7. As already stated above, applicant has suppressed this material fact of his removal from service and dismissal of the OAs by this Tribunal on two earlier occasions from this Tribunal, which has a material bearing on the facts of this case, as once the applicant has been removed from service he cannot be granted relief, as prayed by him, based upon his acquittal in criminal case, which was entirely on a different allegation, as already stated above. Not only that, applicant has also procured an order from this Tribunal dated 20.09.2011 on the basis of the forged Board of Inquiry decision dated 10.06.2010. The respondents in the reply-affidavit have also stated that applicant has also forged as many as 33 documents mentioned in para-7 of the reply-affidavit and is claiming relief on the basis of these forged documents. Be that as it may, we are of the view that the present OA is required to be dismissed on the ground of suppression of material facts and applicant is also not entitled to any relief even on merit and on the principle of res judicata.
8. At this stage, we wish to refer to the decision of the Apex Court in the case of M/s Prestige Lights Ltd. v. State Bank of India, JT 2007 (10) SC 218, whereby the Apex Court in para-34 has held as under:-
“34. It is well settled that a prerogative remedy is not a matter of course. In exercising extraordinary power, therefore, a Writ Court will indeed bear in mind the conduct of the party who is invoking such jurisdiction. If the applicant does not disclose full facts or suppresses relevant materials or is otherwise guilty of misleading the Court, the Court may dismiss the action without adjudicating the matter. The rule has been evolved in larger public interest to deter unscrupulous litigants from abusing the process of Court by deceiving it. The very basis of the writ jurisdiction rests in disclosure of true, complete and correct facts. If the material facts are not candidly stated or are suppressed or are distorted, the very functioning of the writ courts would become impossible.”

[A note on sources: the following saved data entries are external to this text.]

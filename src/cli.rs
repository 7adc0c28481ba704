//! Command-line interface for `codemaker`, built on clap.
//!
//! Subcommands mirror the operations of the service: `generate`, `migrate`,
//! `refactor`, plus `configure` and `version`. Positional arguments are file
//! paths or glob patterns.

use std::path::PathBuf;

use clap::{Args, Parser, Subcommand, ValueEnum};

use crate::language::Language;
use crate::orchestrator::{JobOptions, Operation};

/// CodeMaker CLI: generate, document, test and refactor source files.
#[derive(Debug, Parser)]
#[command(name = "codemaker", version, about)]
pub struct Cli {
    #[command(subcommand)]
    pub command: Command,

    /// Enable debug logging.
    #[arg(long, short, global = true, default_value_t = false)]
    pub verbose: bool,
}

/// Language accepted by `--language`, mapped to [`Language`] internally.
#[derive(Debug, Clone, Copy, ValueEnum)]
pub enum LanguageArg {
    Java,
    #[value(name = "javascript")]
    JavaScript,
    Kotlin,
}

impl From<LanguageArg> for Language {
    fn from(arg: LanguageArg) -> Self {
        match arg {
            LanguageArg::Java => Language::Java,
            LanguageArg::JavaScript => Language::JavaScript,
            LanguageArg::Kotlin => Language::Kotlin,
        }
    }
}

#[derive(Debug, Subcommand)]
pub enum Command {
    /// Generate code, documentation or unit tests.
    Generate {
        #[command(subcommand)]
        target: GenerateCommand,
    },

    /// Migrate source files to a newer language syntax.
    Migrate {
        #[command(subcommand)]
        target: MigrateCommand,
    },

    /// Refactor source files.
    Refactor {
        #[command(subcommand)]
        target: RefactorCommand,
    },

    /// Store the API key in ~/.codemaker/config.
    Configure,

    /// Print the CLI version.
    Version,
}

#[derive(Debug, Subcommand)]
pub enum GenerateCommand {
    /// Complete missing code in place.
    Code(GenerateArgs),

    /// Add documentation in place.
    Docs(GenerateArgs),

    /// Write unit tests next to each file, or into --output-dir.
    UnitTests(UnitTestArgs),
}

#[derive(Debug, Subcommand)]
pub enum MigrateCommand {
    /// Rewrite files using newer language syntax. Failures do not stop the batch.
    Syntax(MigrateArgs),
}

#[derive(Debug, Subcommand)]
pub enum RefactorCommand {
    /// Rename local variables. Failures do not stop the batch.
    Naming(RefactorArgs),
}

#[derive(Debug, Args)]
pub struct GenerateArgs {
    /// Source language; detected from the file extension when omitted.
    #[arg(long, value_enum, ignore_case = true)]
    pub language: Option<LanguageArg>,

    /// Replace existing code or documentation.
    #[arg(long)]
    pub replace: bool,

    /// Only process the code path that matches.
    #[arg(long)]
    pub codepath: Option<String>,

    /// Files or glob patterns.
    #[arg(required = true)]
    pub files: Vec<String>,
}

#[derive(Debug, Args)]
pub struct UnitTestArgs {
    /// Source language; detected from the file extension when omitted.
    #[arg(long, value_enum, ignore_case = true)]
    pub language: Option<LanguageArg>,

    /// Directory for the generated test files, created if missing.
    #[arg(long)]
    pub output_dir: Option<PathBuf>,

    /// Files or glob patterns.
    #[arg(required = true)]
    pub files: Vec<String>,
}

#[derive(Debug, Args)]
pub struct MigrateArgs {
    /// Source language; detected from the file extension when omitted.
    #[arg(long, value_enum, ignore_case = true)]
    pub language: Option<LanguageArg>,

    /// Target language version, e.g. 17.
    #[arg(long)]
    pub language_version: Option<String>,

    /// Files or glob patterns.
    #[arg(required = true)]
    pub files: Vec<String>,
}

#[derive(Debug, Args)]
pub struct RefactorArgs {
    /// Source language; detected from the file extension when omitted.
    #[arg(long, value_enum, ignore_case = true)]
    pub language: Option<LanguageArg>,

    /// Files or glob patterns.
    #[arg(required = true)]
    pub files: Vec<String>,
}

/// A parsed command that submits jobs.
pub struct JobInvocation {
    pub operation: Operation,
    pub options: JobOptions,
    pub files: Vec<String>,
}

impl GenerateArgs {
    fn into_invocation(self, operation: Operation) -> JobInvocation {
        JobInvocation {
            operation,
            options: JobOptions {
                language: self.language.map(Into::into),
                replace: self.replace,
                code_path: self.codepath,
                ..Default::default()
            },
            files: self.files,
        }
    }
}

impl GenerateCommand {
    pub fn into_invocation(self) -> JobInvocation {
        match self {
            GenerateCommand::Code(args) => args.into_invocation(Operation::GenerateCode),
            GenerateCommand::Docs(args) => args.into_invocation(Operation::GenerateDocs),
            GenerateCommand::UnitTests(args) => JobInvocation {
                operation: Operation::GenerateUnitTests,
                options: JobOptions {
                    language: args.language.map(Into::into),
                    // An empty value means "next to the source".
                    output_dir: args.output_dir.filter(|dir| !dir.as_os_str().is_empty()),
                    ..Default::default()
                },
                files: args.files,
            },
        }
    }
}

impl MigrateCommand {
    pub fn into_invocation(self) -> JobInvocation {
        match self {
            MigrateCommand::Syntax(args) => JobInvocation {
                operation: Operation::MigrateSyntax,
                options: JobOptions {
                    language: args.language.map(Into::into),
                    language_version: args.language_version,
                    ..Default::default()
                },
                files: args.files,
            },
        }
    }
}

impl RefactorCommand {
    pub fn into_invocation(self) -> JobInvocation {
        match self {
            RefactorCommand::Naming(args) => JobInvocation {
                operation: Operation::RefactorNaming,
                options: JobOptions {
                    language: args.language.map(Into::into),
                    ..Default::default()
                },
                files: args.files,
            },
        }
    }
}
mod backoff;
pub(crate) mod runner;
mod state;

pub use backoff::{PollPolicy, PollSettings};
pub use runner::{CancelSignal, JobReport, JobRunner, PollObserver};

9. In the case in hand, as already stated above, the applicant has challenged his removal from service by filing OA in the year 2001 as well as in the year 2007, which were dismissed by this Tribunal. The applicant has suppressed this material fact from this Tribunal. Not only that, applicant on the basis of the forged report of the Board of Inquiry procured an order dated 20.09.2010 from this Tribunal, thereby the respondents were directed to consider his representation in the light of the such forged document. Thus, it is a case where applicant should have been proceeded further for misleading this Tribunal for procuring order in earlier OA on the basis of forged document and also suppressing the material fact. Be that as it may, we leave the matter here. However, according to us, the conduct of the applicant is such which warrants dismissal of OA without hearing the applicant on merit. That apart, since the quietus has been given by this Tribunal regarding removal of the service of the applicant from 1998 by dismissing the OAs, it is not permissible for us to grant the relief prayed for by the applicant even on merit.
10. In the result, for the foregoing reasons, OA is found bereft of merit, which is accordingly dismissed, with no order as to costs.